DATA SHOWN.
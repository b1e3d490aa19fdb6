/*
 * Copyright Amazon.com, Inc. or its affiliates. All Rights Reserved.
 * SPDX-License-Identifier: Apache-2.0
 */

use std::collections::HashMap;

use aws_sdk_s3::operation::{
    copy_object::builders::CopyObjectFluentBuilder, get_object::builders::GetObjectFluentBuilder,
    put_object::builders::PutObjectFluentBuilder,
};
use aws_sdk_s3::types::{
    Grant, MetadataDirective, ObjectCannedAcl, Permission, ServerSideEncryption, StorageClass,
    TaggingDirective,
};

use crate::types::{ContentHeaders, Visibility, WriteOptions};

/// Grantee URI of the predefined group of all users, authenticated or not
pub(crate) const ALL_USERS_GROUP: &str = "http://acs.amazonaws.com/groups/global/AllUsers";

/// The canned ACL a file with `visibility` is written with
pub(crate) fn canned_acl(visibility: Visibility) -> ObjectCannedAcl {
    match visibility {
        Visibility::Public => ObjectCannedAcl::PublicRead,
        Visibility::Private => ObjectCannedAcl::Private,
    }
}

/// A file is public when all users are granted read access. Any other set of grants is private.
pub(crate) fn visibility_from_grants(grants: &[Grant]) -> Visibility {
    let public = grants.iter().any(|grant| {
        grant.grantee().and_then(|g| g.uri()) == Some(ALL_USERS_GROUP)
            && grant.permission() == Some(&Permission::Read)
    });

    if public {
        Visibility::Public
    } else {
        Visibility::Private
    }
}

/// `CopySource` value for `key` in `bucket`, with each key segment percent-encoded
pub(crate) fn copy_source(bucket: &str, key: &str) -> String {
    let key = key
        .split('/')
        .map(urlencoding::encode)
        .collect::<Vec<_>>()
        .join("/");
    format!("{bucket}/{key}")
}

/// Request fields of a write derived from [`WriteOptions`]
#[derive(Debug, Clone, PartialEq)]
pub(crate) struct WriteFields {
    pub(crate) acl: ObjectCannedAcl,
    pub(crate) headers: ContentHeaders,
    pub(crate) storage_class: Option<StorageClass>,
    pub(crate) server_side_encryption: Option<ServerSideEncryption>,
    pub(crate) ssekms_key_id: Option<String>,
    pub(crate) tagging: Option<String>,
    pub(crate) website_redirect_location: Option<String>,
    pub(crate) metadata: Option<HashMap<String, String>>,
}

impl WriteFields {
    /// Split `options` into dedicated request fields. Extra keys that are not a known request
    /// field become user-defined metadata.
    pub(crate) fn new(options: &WriteOptions, default_visibility: Visibility) -> Self {
        let mut fields = WriteFields {
            acl: canned_acl(options.visibility.unwrap_or(default_visibility)),
            headers: options.headers.clone(),
            storage_class: None,
            server_side_encryption: None,
            ssekms_key_id: None,
            tagging: None,
            website_redirect_location: None,
            metadata: None,
        };

        for (key, value) in &options.extra {
            match key.as_str() {
                "StorageClass" => fields.storage_class = Some(value.as_str().into()),
                "ServerSideEncryption" => {
                    fields.server_side_encryption = Some(value.as_str().into())
                }
                "SSEKMSKeyId" => fields.ssekms_key_id = Some(value.clone()),
                "Tagging" => fields.tagging = Some(value.clone()),
                "WebsiteRedirectLocation" => fields.website_redirect_location = Some(value.clone()),
                _ => {
                    fields
                        .metadata
                        .get_or_insert_with(HashMap::new)
                        .insert(key.clone(), value.clone());
                }
            }
        }

        fields
    }

    /// Whether the stored object metadata (headers or user metadata) is being set
    fn replaces_metadata(&self) -> bool {
        !self.headers.is_empty() || self.metadata.is_some()
    }
}

/// Copy fields from `WriteFields` to `PutObjectFluentBuilder`
pub(crate) fn copy_fields_to_put_object_request(
    fields: &WriteFields,
    put_object_builder: PutObjectFluentBuilder,
) -> PutObjectFluentBuilder {
    let headers = &fields.headers;
    put_object_builder
        .acl(fields.acl.clone())
        .set_content_type(headers.content_type.clone())
        .set_content_disposition(headers.content_disposition.clone())
        .set_content_encoding(headers.content_encoding.clone())
        .set_content_language(headers.content_language.clone())
        .set_cache_control(headers.cache_control.clone())
        .set_storage_class(fields.storage_class.clone())
        .set_server_side_encryption(fields.server_side_encryption.clone())
        .set_ssekms_key_id(fields.ssekms_key_id.clone())
        .set_tagging(fields.tagging.clone())
        .set_website_redirect_location(fields.website_redirect_location.clone())
        .set_metadata(fields.metadata.clone())
}

/// Copy fields from `WriteFields` to `CopyObjectFluentBuilder`
///
/// S3 ignores headers and metadata on a copy unless the metadata directive is `REPLACE`, and
/// tags unless the tagging directive is `REPLACE`.
pub(crate) fn copy_fields_to_copy_object_request(
    fields: &WriteFields,
    copy_object_builder: CopyObjectFluentBuilder,
) -> CopyObjectFluentBuilder {
    let headers = &fields.headers;
    let mut copy_object_builder = copy_object_builder
        .acl(fields.acl.clone())
        .set_content_type(headers.content_type.clone())
        .set_content_disposition(headers.content_disposition.clone())
        .set_content_encoding(headers.content_encoding.clone())
        .set_content_language(headers.content_language.clone())
        .set_cache_control(headers.cache_control.clone())
        .set_storage_class(fields.storage_class.clone())
        .set_server_side_encryption(fields.server_side_encryption.clone())
        .set_ssekms_key_id(fields.ssekms_key_id.clone())
        .set_tagging(fields.tagging.clone())
        .set_website_redirect_location(fields.website_redirect_location.clone())
        .set_metadata(fields.metadata.clone());

    if fields.replaces_metadata() {
        copy_object_builder = copy_object_builder.metadata_directive(MetadataDirective::Replace);
    }
    if fields.tagging.is_some() {
        copy_object_builder = copy_object_builder.tagging_directive(TaggingDirective::Replace);
    }

    copy_object_builder
}

/// Copy `ContentHeaders` to the response overrides of a `GetObjectFluentBuilder`
pub(crate) fn copy_headers_to_get_object_request(
    headers: &ContentHeaders,
    get_object_builder: GetObjectFluentBuilder,
) -> GetObjectFluentBuilder {
    get_object_builder
        .set_response_content_type(headers.content_type.clone())
        .set_response_content_disposition(headers.content_disposition.clone())
        .set_response_content_encoding(headers.content_encoding.clone())
        .set_response_content_language(headers.content_language.clone())
        .set_response_cache_control(headers.cache_control.clone())
}

#[cfg(test)]
mod test {
    use super::{copy_source, visibility_from_grants, WriteFields, ALL_USERS_GROUP};
    use crate::types::{Visibility, WriteOptions};
    use aws_sdk_s3::types::{
        Grant, Grantee, ObjectCannedAcl, Permission, ServerSideEncryption, StorageClass, Type,
    };

    fn group_grant(uri: &str, permission: Permission) -> Grant {
        Grant::builder()
            .grantee(
                Grantee::builder()
                    .r#type(Type::Group)
                    .uri(uri)
                    .build()
                    .unwrap(),
            )
            .permission(permission)
            .build()
    }

    #[test]
    fn test_default_visibility_applies() {
        let fields = WriteFields::new(&WriteOptions::default(), Visibility::Private);
        assert_eq!(ObjectCannedAcl::Private, fields.acl);

        let fields = WriteFields::new(&WriteOptions::default(), Visibility::Public);
        assert_eq!(ObjectCannedAcl::PublicRead, fields.acl);

        let options = WriteOptions::builder()
            .visibility(Visibility::Private)
            .build();
        let fields = WriteFields::new(&options, Visibility::Public);
        assert_eq!(ObjectCannedAcl::Private, fields.acl);
    }

    #[test]
    fn test_extra_fields_split() {
        let options = WriteOptions::builder()
            .content_type("text/csv")
            .extra("StorageClass", "GLACIER")
            .extra("ServerSideEncryption", "aws:kms")
            .extra("SSEKMSKeyId", "key-id")
            .extra("Tagging", "team=storage")
            .extra("origin", "upload-form")
            .build();

        let fields = WriteFields::new(&options, Visibility::Private);
        assert_eq!(Some("text/csv"), fields.headers.content_type());
        assert_eq!(Some(StorageClass::Glacier), fields.storage_class);
        assert_eq!(
            Some(ServerSideEncryption::AwsKms),
            fields.server_side_encryption
        );
        assert_eq!(Some("key-id"), fields.ssekms_key_id.as_deref());
        assert_eq!(Some("team=storage"), fields.tagging.as_deref());
        assert_eq!(None, fields.website_redirect_location);

        let metadata = fields.metadata.clone().expect("unknown keys become metadata");
        assert_eq!(1, metadata.len());
        assert_eq!("upload-form", metadata["origin"]);
        assert!(fields.replaces_metadata());
    }

    #[test]
    fn test_no_metadata_replacement_without_headers() {
        let fields = WriteFields::new(&WriteOptions::default(), Visibility::Private);
        assert!(!fields.replaces_metadata());
        assert_eq!(None, fields.metadata);
    }

    #[test]
    fn test_visibility_from_grants() {
        assert_eq!(Visibility::Private, visibility_from_grants(&[]));
        assert_eq!(
            Visibility::Public,
            visibility_from_grants(&[group_grant(ALL_USERS_GROUP, Permission::Read)])
        );
        // write access for everybody is not read access
        assert_eq!(
            Visibility::Private,
            visibility_from_grants(&[group_grant(ALL_USERS_GROUP, Permission::Write)])
        );
        assert_eq!(
            Visibility::Private,
            visibility_from_grants(&[group_grant(
                "http://acs.amazonaws.com/groups/global/AuthenticatedUsers",
                Permission::Read
            )])
        );
    }

    #[test]
    fn test_copy_source_encoding() {
        assert_eq!("docs/a/b.txt", copy_source("docs", "a/b.txt"));
        assert_eq!(
            "docs/reports/q1%20summary%2B.pdf",
            copy_source("docs", "reports/q1 summary+.pdf")
        );
    }
}
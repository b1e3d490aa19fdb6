/*
 * Copyright Amazon.com, Inc. or its affiliates. All Rights Reserved.
 * SPDX-License-Identifier: Apache-2.0
 */

use aws_sdk_s3::primitives::ByteStream;
use bytes::Bytes;

use crate::client::Handle;
use crate::error::{self, Error};

/// Open the object at `location` as a live body stream
pub(crate) async fn get_stream(handle: &Handle, location: &str) -> Result<ByteStream, Error> {
    let resp = handle
        .client()
        .get_object()
        .bucket(handle.bucket())
        .key(location)
        .send()
        .await
        .map_err(error::read_failed(location))?;

    Ok(resp.body)
}

/// Read the full object at `location`, draining the body stream
pub(crate) async fn get(handle: &Handle, location: &str) -> Result<Bytes, Error> {
    let body = get_stream(handle, location).await?;
    let data = body
        .collect()
        .await
        .map_err(error::read_failed(location))?;

    Ok(data.into_bytes())
}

WHAT THE TASK ASKS. Count the lines above that contain the word "amazonaws". Write only the number.

EXERCISE OUTPUT. 2